The project is expected to deliver an attractive internal rate of return with a capital intensity of about $25 per tonne of production capacity.
The investment is included in Rio's existing guidance for Pilbara replacement capital for 2020 to 2022.
Last month Rio lifted its 2020 iron ore sustaining capex guidance from $1 billion to $1.5 billion as it enters a "significant period of renewal".
"Our iron ore business continues to deliver industry-leading margins as we drive performance from our mines," Rio Iron Ore boss Chris Salisbury said.
"This significant investment in the Greater Tom Price hub is one of a pipeline of high-quality, low-cost options that will underpin production of our flagship Pilbara Blend product well into the future."

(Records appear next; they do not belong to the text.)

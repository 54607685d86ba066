// ============================================================================
// mediary-core/src/compile.rs
// ============================================================================
//
// COMMAND COMPILER: TranscodePlan + CodecCandidate -> ffmpeg argument vector
//
// The compiled command maps every input stream, un-maps the dropped ones,
// stream-copies by default and then overrides the codec of each re-encoded or
// synthesized output stream. Global flags come before per-stream flags so the
// per-stream ones win.
//
// KEY COMPONENTS:
// - CommandCompiler: Holds the executable and file paths for one conversion
// - compile: Renders the argument vector for the candidate at an index
// - format_command: Shell-style rendering for logs

// ---- Standard library imports ----
use std::path::{Path, PathBuf};

// ---- Internal crate imports ----
use crate::error::{CoreError, CoreResult};
use crate::fallback::CodecCandidate;
use crate::planning::{StreamAction, StreamOption, TranscodePlan};

/// Renders ffmpeg argument vectors for one input/output pair.
#[derive(Debug, Clone)]
pub struct CommandCompiler {
    ffmpeg: String,
    input: PathBuf,
    output: PathBuf,
    overwrite: bool,
    output_options: Vec<String>,
}

impl CommandCompiler {
    /// Creates a compiler that overwrites existing output files.
    pub fn new(ffmpeg: impl Into<String>, input: impl AsRef<Path>, output: impl AsRef<Path>) -> Self {
        Self {
            ffmpeg: ffmpeg.into(),
            input: input.as_ref().to_path_buf(),
            output: output.as_ref().to_path_buf(),
            overwrite: true,
            output_options: Vec::new(),
        }
    }

    /// Sets whether an existing output file is overwritten (`-y`) or kept (`-n`).
    #[must_use]
    pub fn overwrite(mut self, overwrite: bool) -> Self {
        self.overwrite = overwrite;
        self
    }

    /// Sets extra output options emitted after the plan's own. They are not
    /// part of the plan.
    #[must_use]
    pub fn output_options(mut self, options: Vec<String>) -> Self {
        self.output_options = options;
        self
    }

    pub fn input(&self) -> &Path {
        &self.input
    }

    pub fn output(&self) -> &Path {
        &self.output
    }

    /// Renders the argument vector for the candidate at `index`.
    ///
    /// # Arguments
    ///
    /// * `plan` - The plan to execute
    /// * `candidates` - Ordered candidates from the fallback explorer
    /// * `index` - Position of the candidate to render
    ///
    /// # Returns
    ///
    /// * `Ok(Vec<String>)` - The full argument vector, executable first
    /// * `Err(CoreError::OperationFailed)` - If `index` is out of range
    pub fn compile(
        &self,
        plan: &TranscodePlan,
        candidates: &[CodecCandidate],
        index: usize,
    ) -> CoreResult<Vec<String>> {
        let candidate = candidates.get(index).ok_or_else(|| {
            CoreError::OperationFailed(format!(
                "Candidate index {index} out of range ({} candidates)",
                candidates.len()
            ))
        })?;
        Ok(self.compile_candidate(plan, candidate))
    }

    /// Renders the argument vector for one candidate.
    pub fn compile_candidate(&self, plan: &TranscodePlan, candidate: &CodecCandidate) -> Vec<String> {
        let mut args = vec![self.ffmpeg.clone(), "-hide_banner".to_string()];

        // Decoder options must precede the input
        args.extend(candidate.decoder_args.iter().cloned());
        args.push("-i".to_string());
        args.push(self.input.to_string_lossy().into_owned());

        args.extend(["-map".to_string(), "0".to_string()]);
        for index in plan.dropped_indices() {
            args.extend(["-map".to_string(), format!("-0:{index}")]);
        }
        if let Some(synthesized) = &plan.synthesized {
            args.extend(["-map".to_string(), format!("0:{}", synthesized.source_index)]);
        }

        args.extend(["-codec".to_string(), "copy".to_string()]);
        if let Some(container) = &plan.container_format {
            args.extend(["-f".to_string(), container.clone()]);
        }
        args.extend(plan.output_options.iter().cloned());
        args.extend(self.output_options.iter().cloned());

        for stream in &plan.streams {
            let (StreamAction::Transcode { codec, options }, Some(output_index)) =
                (&stream.action, stream.output_index)
            else {
                continue;
            };

            let encoder_override = candidate.override_for(output_index);
            let encoder = encoder_override.map_or(codec.as_str(), |o| o.encoder.as_str());
            args.extend([format!("-codec:{output_index}"), encoder.to_string()]);

            let extra: &[StreamOption] = encoder_override
                .map(|o| o.options.as_slice())
                .unwrap_or_default();
            let planned = options
                .iter()
                .filter(|option| !extra.iter().any(|e| e.name == option.name));
            for option in planned.chain(extra) {
                args.extend([format!("-{}:{output_index}", option.name), option.value.clone()]);
            }
        }

        if let Some(synthesized) = &plan.synthesized {
            // A channel remap cannot be stream-copied, so fall back to the
            // source codec when no audio codec is required.
            let codec = synthesized
                .codec
                .clone()
                .or_else(|| {
                    plan.stream(synthesized.source_index)
                        .map(|s| s.source_codec.clone())
                })
                .unwrap_or_else(|| "aac".to_string());
            let out = synthesized.output_index;
            args.extend([
                format!("-codec:{out}"),
                codec,
                format!("-ac:{out}"),
                synthesized.channel_count.to_string(),
            ]);
        }

        args.push(self.output.to_string_lossy().into_owned());
        args.push(if self.overwrite { "-y" } else { "-n" }.to_string());
        args
    }
}

/// Renders an argument vector as a single shell-style line for logging.
pub fn format_command(args: &[String]) -> String {
    args.iter()
        .map(|arg| {
            let plain = !arg.is_empty()
                && arg
                    .chars()
                    .all(|c| c.is_ascii_alphanumeric() || "-_:./+=,@%".contains(c));
            if plain {
                arg.clone()
            } else {
                format!("'{}'", arg.replace('\'', r"'\''"))
            }
        })
        .collect::<Vec<_>>()
        .join(" ")
}

#[cfg(test)]
mod tests {
    use super::*;
    use crate::fallback::{HardwareBackend, explore};
    use crate::media::{CodecType, Inventory, StreamDescriptor};
    use crate::planning::plan;
    use crate::requirements::resolve;

    fn compiler() -> CommandCompiler {
        CommandCompiler::new("ffmpeg", "in.mkv", "out.mkv")
    }

    fn position(args: &[String], needle: &str) -> usize {
        args.iter()
            .position(|a| a == needle)
            .unwrap_or_else(|| panic!("{needle} not found in {args:?}"))
    }

    #[test]
    fn test_compliant_plan_is_a_plain_copy() {
        let inventory = Inventory::from_streams(vec![
            StreamDescriptor::video(0, "h264", Some("yuv420p")),
            StreamDescriptor::audio(1, "aac", Some(2)),
        ]);
        let plan = plan(&inventory, &resolve(&[vec!["-codec:v", "h264", "-ac", "2"]]).unwrap());
        let args = compiler().compile(&plan, &explore(&plan, &[]), 0).unwrap();

        assert_eq!(
            args,
            vec![
                "ffmpeg", "-hide_banner", "-i", "in.mkv", "-map", "0", "-codec", "copy", "out.mkv",
                "-y"
            ]
        );
    }

    #[test]
    fn test_downmix_adds_channel_override_and_no_video_override() {
        let inventory = Inventory::from_streams(vec![
            StreamDescriptor::video(0, "h264", Some("yuv420p")),
            StreamDescriptor::audio(1, "aac", Some(6)),
        ]);
        let plan = plan(
            &inventory,
            &resolve(&[vec!["-codec:v", "h264", "-codec:a", "aac", "-ac", "2"]]).unwrap(),
        );
        let args = compiler().compile(&plan, &explore(&plan, &[]), 0).unwrap();
        let line = args.join(" ");

        assert!(line.contains("-map 0 -map 0:1 -codec copy"));
        assert!(line.contains("-codec:2 aac -ac:2 2"));
        assert!(!line.contains("-codec:0"));
        assert!(!line.contains("-codec:1"));
    }

    #[test]
    fn test_transcode_and_synthesis_without_audio_codec() {
        let inventory = Inventory::from_streams(vec![
            StreamDescriptor::video(0, "hevc", Some("yuv420p")),
            StreamDescriptor::audio(1, "opus", Some(1)),
        ]);
        let plan = plan(&inventory, &resolve(&[vec!["-codec:v", "h264", "-ac", "2"]]).unwrap());
        let args = compiler().compile(&plan, &explore(&plan, &[]), 0).unwrap();
        let line = args.join(" ");

        assert!(line.contains("-codec:0 h264"));
        assert!(line.contains("-codec:2 opus -ac:2 2"));
        assert!(position(&args, "-codec:0") > position(&args, "copy"));
    }

    #[test]
    fn test_dropped_streams_are_unmapped_and_never_overridden() {
        let inventory = Inventory::from_streams(vec![
            StreamDescriptor::video(0, "h264", None),
            StreamDescriptor::subtitle(1, "ass"),
            StreamDescriptor::new(2, CodecType::Data, "ttf"),
            StreamDescriptor::audio(3, "flac", Some(2)),
        ]);
        let requirements = resolve(&[vec!["-f", "webm", "-codec:v", "vp9", "-codec:a", "opus", "-codec:s", "webvtt"]]).unwrap();
        let plan = plan(&inventory, &requirements);
        let args = compiler().compile(&plan, &explore(&plan, &[]), 0).unwrap();
        let line = args.join(" ");

        assert!(line.contains("-map 0 -map -0:2 -codec copy -f webm"));
        assert!(line.contains("-codec:0 vp9"));
        assert!(line.contains("-codec:1 webvtt"));
        // Input stream 3 is the third output stream once stream 2 is dropped.
        assert!(line.contains("-codec:2 opus"));
        assert!(!line.contains("-codec:3"));
    }

    #[test]
    fn test_hardware_candidate_overrides_encoder() {
        let inventory = Inventory::from_streams(vec![StreamDescriptor::video(0, "hevc", Some("yuv420p"))]);
        let plan = plan(
            &inventory,
            &resolve(&[vec!["-codec:v", "h264", "-pix_fmt", "nv12"]]).unwrap(),
        );
        let candidates = explore(&plan, &[HardwareBackend::Nvenc, HardwareBackend::Vaapi]);

        let nvenc = compiler().compile(&plan, &candidates, 0).unwrap();
        assert!(position(&nvenc, "-hwaccel") < position(&nvenc, "-i"));
        assert!(nvenc.join(" ").contains("-codec:0 h264_nvenc -pix_fmt:0 nv12"));

        let vaapi = compiler().compile(&plan, &candidates, 1).unwrap().join(" ");
        assert!(vaapi.contains("-codec:0 h264_vaapi -filter:0 format=nv12,hwupload -pix_fmt:0 vaapi"));

        let software = compiler().compile(&plan, &candidates, 2).unwrap().join(" ");
        assert!(software.contains("-codec:0 h264 -pix_fmt:0 nv12"));
        assert!(!software.contains("-hwaccel"));
    }

    #[test]
    fn test_out_of_range_candidate() {
        let plan = plan(&Inventory::default(), &resolve::<&str>(&[]).unwrap());
        let err = compiler().compile(&plan, &[], 0).unwrap_err();
        assert!(matches!(err, CoreError::OperationFailed(_)));
    }

    #[test]
    fn test_output_options_and_no_overwrite() {
        let inventory = Inventory::from_streams(vec![StreamDescriptor::video(0, "h264", None)]);
        let plan = plan(
            &inventory,
            &resolve(&[vec!["-f", "mp4", "-movflags", "+faststart"]]).unwrap(),
        );
        let args = compiler()
            .overwrite(false)
            .compile(&plan, &explore(&plan, &[]), 0)
            .unwrap();
        let line = args.join(" ");
        assert!(line.contains("-codec copy -f mp4 -movflags +faststart out.mkv -n"));
    }

    #[test]
    fn test_compiler_output_options_follow_plan_options() {
        let inventory = Inventory::from_streams(vec![StreamDescriptor::video(0, "hevc", None)]);
        let plan = plan(
            &inventory,
            &resolve(&[vec!["-codec:v", "h264", "-movflags", "+faststart"]]).unwrap(),
        );
        let line = compiler()
            .output_options(vec!["-preset".to_string(), "slow".to_string()])
            .compile(&plan, &explore(&plan, &[]), 0)
            .unwrap()
            .join(" ");
        assert!(line.contains("-codec copy -movflags +faststart -preset slow -codec:0 h264 out.mkv"));
        assert!(!plan.output_options.contains(&"-preset".to_string()));
    }

    #[test]
    fn test_format_command_quotes_when_needed() {
        let args = vec![
            "ffmpeg".to_string(),
            "-i".to_string(),
            "my movie.mkv".to_string(),
            "it's.mp4".to_string(),
        ];
        assert_eq!(
            format_command(&args),
            r"ffmpeg -i 'my movie.mkv' 'it'\''s.mp4'"
        );
    }
}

The haul truck fleet at WTS2 will be fitted with Autonomous Haulage System (AHS) technology to enable autonomous haulage from 2021.
About half of the company's haul truck fleet will be capable of operating autonomously by the end of the year with plans being assessed to expand this in the years ahead.
Iron ore production guidance for 2019 remains unchanged at 320-330 million tonnes at C1 cash costs of US$14-15 per tonne.
It expects a 5% rise in shipments in 2020.
Rio doesn't expect to reach 360Mt per annum until 2022, given the $2.6 billion, 43Mtpa Koodaideri development won't achieve first ore until late 2021.